ミスタービーン並みのインパクトある主人公に、アヒル口がとってもかわいいヒロイン・・・この2人が、人間として惹かれ合う・・・

決して嘘をつかないPKが、最後に覚えたことは?お土産に持って帰りたい!と思ったモノとは?

ラジカセと、カセット・・・という(今また若者たちに人気となってきているらしい)一昔前のアイテムが、劇中で大いに、その魅力を発揮している!など、シンプル、かつ、わかりやすい!ことが重要!?で、人間関係も、ホントは、シンプルなモノ・・・と教えてくれているようです。

良い人、悪い人、面白い人、とても切ない涙のシーンも、これは、やっぱりコメディ!っという、ラストシーンまで、全てがハッピーな気持ちに繋がる素敵な作品です!!

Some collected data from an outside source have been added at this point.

//! Property tests of sensor frame decoding.

use gecko_common::prelude::*;
use gecko_testbed::sensor::frame::{RawSample, decode_frame, encode_frame, parse_frame};
use proptest::prelude::*;

fn sample() -> impl Strategy<Value = RawSample> {
    (any::<u16>(), any::<u16>(), any::<u16>()).prop_map(|(fx, fy, fz)| RawSample { fx, fy, fz })
}

fn profile() -> impl Strategy<Value = CalibrationProfile> {
    (1.0f64..50.0, 1.0f64..50.0, 1.0f64..50.0)
        .prop_map(|(fx, fy, fz)| CalibrationProfile::with_factors(fx, fy, fz))
}

proptest! {
    #[test]
    fn parse_inverts_encode(raw in sample(), unused in any::<u16>()) {
        let mut frame = encode_frame(raw);
        // The word after Fz carries nothing.
        frame[7..9].copy_from_slice(&unused.to_be_bytes());
        prop_assert_eq!(parse_frame(&frame), Ok(raw));
    }

    #[test]
    fn decode_is_deterministic(raw in sample(), calibration in profile()) {
        let frame = encode_frame(raw);
        prop_assert_eq!(
            decode_frame(&frame, &calibration),
            decode_frame(&frame, &calibration)
        );
    }

    #[test]
    fn shear_matches_components(raw in sample(), calibration in profile()) {
        let reading = decode_frame(&encode_frame(raw), &calibration).unwrap();
        let expected = reading.fx.hypot(reading.fy);
        prop_assert!((reading.shear - expected).abs() <= 0.0051);
    }

    #[test]
    fn wrong_length_rejected(bytes in proptest::collection::vec(any::<u8>(), 0..32)) {
        prop_assume!(bytes.len() != FRAME_LEN);
        prop_assert_eq!(parse_frame(&bytes), Err(FrameError::WrongLength(bytes.len())));
    }

    #[test]
    fn wrong_sync_rejected(raw in sample(), sync in any::<u8>()) {
        prop_assume!(sync != FRAME_START);
        let mut frame = encode_frame(raw);
        frame[0] = sync;
        prop_assert_eq!(parse_frame(&frame), Err(FrameError::BadSync(sync)));
    }

    #[test]
    fn wrong_terminator_rejected(raw in sample(), tail in any::<[u8; 2]>()) {
        prop_assume!(tail != FRAME_TERMINATOR);
        let mut frame = encode_frame(raw);
        frame[FRAME_LEN - 2..].copy_from_slice(&tail);
        prop_assert!(decode_frame(&frame, &CalibrationProfile::default()).is_err());
    }
}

ラストは、涙、涙…かと思いきや・・主人公のたくましさも感じる微笑ましいエンディングで、2時間33分、長さを全く感じさせません。

インド映画ですから…当然のように、歌って踊るシーンは登場しますが、ん?ちょっと・・・と思う程、唐突でもなく、かるーいミュージカル感覚で、ストーリーの流れを歌詞で補ってくれている?様な自然なシーンです。
(中でも、落ち込んだ時の、『元気チャージ体操』は、小気味好いダンスで、踊ってみたくなりました。)

彼の小さな疑問は、やがて大きな奇跡を呼ぶ!…大切なことは、ぜんぶPKが教えてくれた!今回は、チネ・ラヴィータで現在好評公開中のSFヒューマンコメディ【PK】をご紹介いたしました。